Question

If f(x) = $2{{x}^{4}}-5{{x}^{3}}+{{x}^{2}}+3x-2$ is divided by g(x), the quotient is q(x) = $2{{x}^{2}}-5x+3$ and r(x) = -2x +1 , find g(x):

Answer 1

Hint: We will first write f(x) in the form of g(x), q(x), r(x) and then after doing that we will take all the terms to other side of equality except g(x) and then by performing the required algebraic operations like first subtraction and then we will try to convert the numerator such that it is directly divisible by denominator and then we will cancel the common terms from numerator and denominator to find the value of g(x).
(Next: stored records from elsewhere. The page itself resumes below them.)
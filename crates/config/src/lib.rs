//! Settings for the Dossier agent: model service, loop limits, redaction.
//!
//! Sources, lowest priority first: built-in defaults, `~/.dossier/config.toml`,
//! environment variables. The merged result is checked before use.

use serde::{Deserialize, Serialize};
use std::fmt;
use std::path::{Path, PathBuf};

/// Everything `~/.dossier/config.toml` can hold. Every section is optional.
#[derive(Clone, Default, Serialize, Deserialize)]
pub struct AppConfig {
    /// API key for the model service
    #[serde(default, skip_serializing_if = "Option::is_none")]
    pub api_key: Option<String>,

    /// Model service settings
    #[serde(default)]
    pub llm: LlmConfig,

    /// Agent loop settings
    #[serde(default)]
    pub agent: AgentConfig,

    /// Redaction settings for the security filter tool
    #[serde(default)]
    pub security: SecurityConfig,
}

impl fmt::Debug for AppConfig {
    fn fmt(&self, f: &mut fmt::Formatter<'_>) -> fmt::Result {
        let api_key = self.api_key.as_ref().map(|_| "[REDACTED]");
        f.debug_struct("AppConfig")
            .field("api_key", &api_key)
            .field("llm", &self.llm)
            .field("agent", &self.agent)
            .field("security", &self.security)
            .finish()
    }
}

#[derive(Debug, Clone, Serialize, Deserialize)]
pub struct LlmConfig {
    /// Provider name: "huggingface", "openai", "openrouter", "ollama", or any
    /// OpenAI-compatible endpoint given via `api_url`
    #[serde(default = "default_provider")]
    pub provider: String,

    #[serde(default = "default_model")]
    pub model: String,

    #[serde(default = "default_max_tokens")]
    pub max_tokens: u32,

    #[serde(default = "default_temperature")]
    pub temperature: f32,

    /// Override the provider's base URL
    #[serde(default, skip_serializing_if = "Option::is_none")]
    pub api_url: Option<String>,

    /// Upper bound on a single model call
    #[serde(default = "default_request_timeout_secs")]
    pub request_timeout_secs: u64,
}

fn default_provider() -> String {
    "huggingface".into()
}
fn default_model() -> String {
    "meta-llama/Llama-3.2-3B-Instruct".into()
}
fn default_max_tokens() -> u32 {
    512
}
fn default_temperature() -> f32 {
    0.7
}
fn default_request_timeout_secs() -> u64 {
    60
}

impl Default for LlmConfig {
    fn default() -> Self {
        Self {
            provider: default_provider(),
            model: default_model(),
            max_tokens: default_max_tokens(),
            temperature: default_temperature(),
            api_url: None,
            request_timeout_secs: default_request_timeout_secs(),
        }
    }
}

#[derive(Debug, Clone, Serialize, Deserialize)]
pub struct AgentConfig {
    /// Hard cap on model calls per workflow run
    #[serde(default = "default_max_iterations")]
    pub max_iterations: u32,

    /// Emit human-readable progress while running
    #[serde(default = "default_true")]
    pub verbose: bool,

    /// How much of each observation the progress output shows
    #[serde(default = "default_preview_chars")]
    pub observation_preview_chars: usize,
}

fn default_max_iterations() -> u32 {
    10
}
fn default_true() -> bool {
    true
}
fn default_preview_chars() -> usize {
    200
}

impl Default for AgentConfig {
    fn default() -> Self {
        Self {
            max_iterations: default_max_iterations(),
            verbose: true,
            observation_preview_chars: default_preview_chars(),
        }
    }
}

#[derive(Debug, Clone, Serialize, Deserialize)]
pub struct SecurityConfig {
    /// Terms replaced with `[REDACTED]` by the security filter
    #[serde(default = "default_sensitive_terms")]
    pub sensitive_terms: Vec<String>,
}

fn default_sensitive_terms() -> Vec<String> {
    vec![
        "Project Falcon".into(),
        "Internal-Only".into(),
        "Confidential".into(),
        "SECRET".into(),
        "CLASSIFIED".into(),
    ]
}

impl Default for SecurityConfig {
    fn default() -> Self {
        Self {
            sensitive_terms: default_sensitive_terms(),
        }
    }
}

impl AppConfig {
    /// Load `~/.dossier/config.toml`, then apply environment overrides.
    ///
    /// The API key is taken from the file, else the first of
    /// `DOSSIER_API_KEY`, `HUGGINGFACE_API_KEY`, `HF_TOKEN`, `OPENAI_API_KEY`.
    /// `DOSSIER_PROVIDER`, `DOSSIER_MODEL`, `DOSSIER_API_URL` and
    /// `DOSSIER_MAX_ITERATIONS` override their settings.
    pub fn load() -> Result<Self, ConfigError> {
        let mut config = Self::load_from(&Self::config_path())?;
        config.apply_env_overrides(|key| std::env::var(key).ok())?;
        config.validate()?;
        Ok(config)
    }

    /// Read one file. A missing file yields the defaults.
    pub fn load_from(path: &Path) -> Result<Self, ConfigError> {
        let text = match std::fs::read_to_string(path) {
            Ok(text) => text,
            Err(e) if e.kind() == std::io::ErrorKind::NotFound => {
                tracing::debug!(path = %path.display(), "No config file, using defaults");
                return Ok(Self::default());
            }
            Err(source) => {
                return Err(ConfigError::Read {
                    path: path.to_path_buf(),
                    source,
                });
            }
        };

        let config: Self = toml::from_str(&text).map_err(|source| ConfigError::Parse {
            path: path.to_path_buf(),
            source,
        })?;
        config.validate()?;
        Ok(config)
    }

    fn apply_env_overrides(
        &mut self,
        lookup: impl Fn(&str) -> Option<String>,
    ) -> Result<(), ConfigError> {
        if self.api_key.is_none() {
            self.api_key = lookup("DOSSIER_API_KEY")
                .or_else(|| lookup("HUGGINGFACE_API_KEY"))
                .or_else(|| lookup("HF_TOKEN"))
                .or_else(|| lookup("OPENAI_API_KEY"));
        }

        if let Some(provider) = lookup("DOSSIER_PROVIDER") {
            self.llm.provider = provider;
        }

        if let Some(model) = lookup("DOSSIER_MODEL") {
            self.llm.model = model;
        }

        if let Some(url) = lookup("DOSSIER_API_URL") {
            self.llm.api_url = Some(url);
        }

        if let Some(raw) = lookup("DOSSIER_MAX_ITERATIONS") {
            self.agent.max_iterations = raw.trim().parse().map_err(|_| {
                ConfigError::Invalid(format!(
                    "DOSSIER_MAX_ITERATIONS must be a positive integer, got '{raw}'"
                ))
            })?;
        }

        Ok(())
    }

    pub fn config_dir() -> PathBuf {
        dirs_home().join(".dossier")
    }

    pub fn config_path() -> PathBuf {
        Self::config_dir().join("config.toml")
    }

    fn validate(&self) -> Result<(), ConfigError> {
        let llm = &self.llm;
        ensure(
            (0.0..=2.0).contains(&llm.temperature),
            "llm.temperature must be between 0.0 and 2.0",
        )?;
        ensure(llm.max_tokens >= 1, "llm.max_tokens must be at least 1")?;
        ensure(
            llm.request_timeout_secs >= 1,
            "llm.request_timeout_secs must be at least 1",
        )?;
        ensure(!llm.model.trim().is_empty(), "llm.model must not be empty")?;
        ensure(
            self.agent.max_iterations >= 1,
            "agent.max_iterations must be at least 1",
        )?;

        if self.security.sensitive_terms.iter().all(|t| t.trim().is_empty()) {
            tracing::warn!("security.sensitive_terms is empty; security_filter will redact nothing");
        }
        Ok(())
    }

    /// Local backends (Ollama, vLLM, llama.cpp) run without a key.
    pub fn needs_api_key(&self) -> bool {
        !matches!(self.llm.provider.as_str(), "ollama" | "vllm" | "llamacpp" | "llama.cpp")
    }

    pub fn has_api_key(&self) -> bool {
        self.api_key.as_deref().is_some_and(|k| !k.trim().is_empty())
    }

    /// The defaults rendered as a starter config file.
    pub fn default_toml() -> String {
        toml::to_string_pretty(&Self::default()).unwrap_or_default()
    }
}

fn ensure(ok: bool, message: &str) -> Result<(), ConfigError> {
    if ok {
        Ok(())
    } else {
        Err(ConfigError::Invalid(message.to_string()))
    }
}

fn dirs_home() -> PathBuf {
    std::env::var_os("HOME")
        .or_else(|| std::env::var_os("USERPROFILE"))
        .map(PathBuf::from)
        .unwrap_or_else(|| PathBuf::from("."))
}

#[derive(Debug, thiserror::Error)]
pub enum ConfigError {
    #[error("cannot read {path}")]
    Read {
        path: PathBuf,
        #[source]
        source: std::io::Error,
    },

    #[error("invalid TOML in {path}: {source}")]
    Parse {
        path: PathBuf,
        #[source]
        source: toml::de::Error,
    },

    #[error("invalid configuration: {0}")]
    Invalid(String),
}
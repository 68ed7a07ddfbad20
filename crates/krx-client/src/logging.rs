//! tracing 기반 로깅 설정.
//!
//! 라이브러리 코드는 `tracing` 매크로로만 로그를 남기고, 구독자 설정은
//! 이 모듈의 [`init_logging`]을 통해 애플리케이션이 수행합니다.

use tracing_subscriber::EnvFilter;

/// 로그 출력 형식.
#[derive(Debug, Clone, Copy, PartialEq, Eq)]
pub enum LogFormat {
    /// 사람이 읽기 쉬운 형식 (개발용)
    Pretty,
    /// 로그 집계용 JSON 형식 (운영용)
    Json,
}

impl Default for LogFormat {
    fn default() -> Self {
        Self::Pretty
    }
}

impl std::str::FromStr for LogFormat {
    type Err = String;

    fn from_str(s: &str) -> Result<Self, Self::Err> {
        match s.to_lowercase().as_str() {
            "pretty" => Ok(Self::Pretty),
            "json" => Ok(Self::Json),
            _ => Err(format!("Unknown log format: {}", s)),
        }
    }
}

/// 로깅 설정.
#[derive(Debug, Clone)]
pub struct LogConfig {
    /// 로그 레벨 필터 (예: "info", "krx_client=debug")
    pub level: String,
    /// 출력 형식
    pub format: LogFormat,
    /// 대상(모듈 경로) 포함 여부
    pub with_target: bool,
}

impl Default for LogConfig {
    fn default() -> Self {
        Self {
            level: "info".to_string(),
            format: LogFormat::Pretty,
            with_target: true,
        }
    }
}

impl LogConfig {
    /// 주어진 레벨로 로그 설정 생성.
    pub fn new(level: impl Into<String>) -> Self {
        Self {
            level: level.into(),
            ..Default::default()
        }
    }

    /// 로그 형식 설정.
    pub fn with_format(mut self, format: LogFormat) -> Self {
        self.format = format;
        self
    }

    /// 환경 변수에서 설정 생성.
    ///
    /// 레벨에는 `RUST_LOG`를, 형식에는 `KRX_LOG_FORMAT`을 사용합니다.
    pub fn from_env() -> Self {
        let level = std::env::var("RUST_LOG").unwrap_or_else(|_| "info".to_string());
        let format = std::env::var("KRX_LOG_FORMAT")
            .ok()
            .and_then(|s| s.parse().ok())
            .unwrap_or_default();

        Self {
            level,
            format,
            ..Default::default()
        }
    }
}

/// 주어진 설정으로 로깅 시스템을 초기화합니다.
///
/// 구독자가 이미 설정된 경우 에러를 반환합니다.
pub fn init_logging(config: LogConfig) -> Result<(), Box<dyn std::error::Error>> {
    let env_filter =
        EnvFilter::try_from_default_env().or_else(|_| EnvFilter::try_new(&config.level))?;

    let builder = tracing_subscriber::fmt()
        .with_env_filter(env_filter)
        .with_target(config.with_target);

    match config.format {
        LogFormat::Pretty => builder
            .try_init()
            .map_err(|e| -> Box<dyn std::error::Error> { e })?,
        LogFormat::Json => builder
            .json()
            .try_init()
            .map_err(|e| -> Box<dyn std::error::Error> { e })?,
    }

    tracing::debug!(format = ?config.format, level = %config.level, "Logging initialized");

    Ok(())
}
Complete step-by-step answer:
Let’s start the solution by writing f(x) in the form of g(x), q(x), r(x)
$f(x)=g(x)q(x)+r(x)$
Now we will substitute the values of f(x), q(x), r(x)
$g(x)=\dfrac{f(x)-r(x)}{q(x)}$
$\begin{align}
  & g(x)=\dfrac{2{{x}^{4}}-5{{x}^{3}}+{{x}^{2}}+3x-2-\left( -2x+1 \right)}{2{{x}^{2}}-5x+3} \\
 & g(x)=\dfrac{2{{x}^{4}}-5{{x}^{3}}+{{x}^{2}}+3x-2+2x-1}{2{{x}^{2}}-5x+3} \\
 & g(x)=\dfrac{2{{x}^{4}}-5{{x}^{3}}+{{x}^{2}}+5x-3}{2{{x}^{2}}-5x+3} \\
\end{align}$
Now we will add $3{{x}^{2}}-3{{x}^{2}}$ in the numerator we get,
$\begin{align}
  & g(x)=\dfrac{2{{x}^{4}}-5{{x}^{3}}+3{{x}^{2}}-3{{x}^{2}}+{{x}^{2}}+5x-3}{2{{x}^{2}}-5x+3} \\
 & g(x)=\dfrac{2{{x}^{4}}-5{{x}^{3}}+3{{x}^{2}}-\left( 2{{x}^{2}}-5x+3 \right)}{2{{x}^{2}}-5x+3} \\
 & g(x)=\dfrac{{{x}^{2}}\left( 2{{x}^{2}}-5x+3 \right)-\left( 2{{x}^{2}}-5x+3 \right)}{2{{x}^{2}}-5x+3} \\
 & g(x)=\dfrac{\left( {{x}^{2}}-1 \right)\left( 2{{x}^{2}}-5x+3 \right)}{2{{x}^{2}}-5x+3} \\
 & g(x)={{x}^{2}}-1 \\
\end{align}$
Hence after performing subtraction and then by converting the numerator in terms of denominator to cancel the common terms and find the value of g(x), we get,
$g(x)={{x}^{2}}-1$
Hence this is the correct answer to this question.

Note: In this question we have converted the numerator such that it is directly divisible by denominator but it might be difficult for some students so we can also use the division method of two equations and then we can find the value of g(x), as this does not involve that much thinking as in the solution given but it takes some more time and calculation.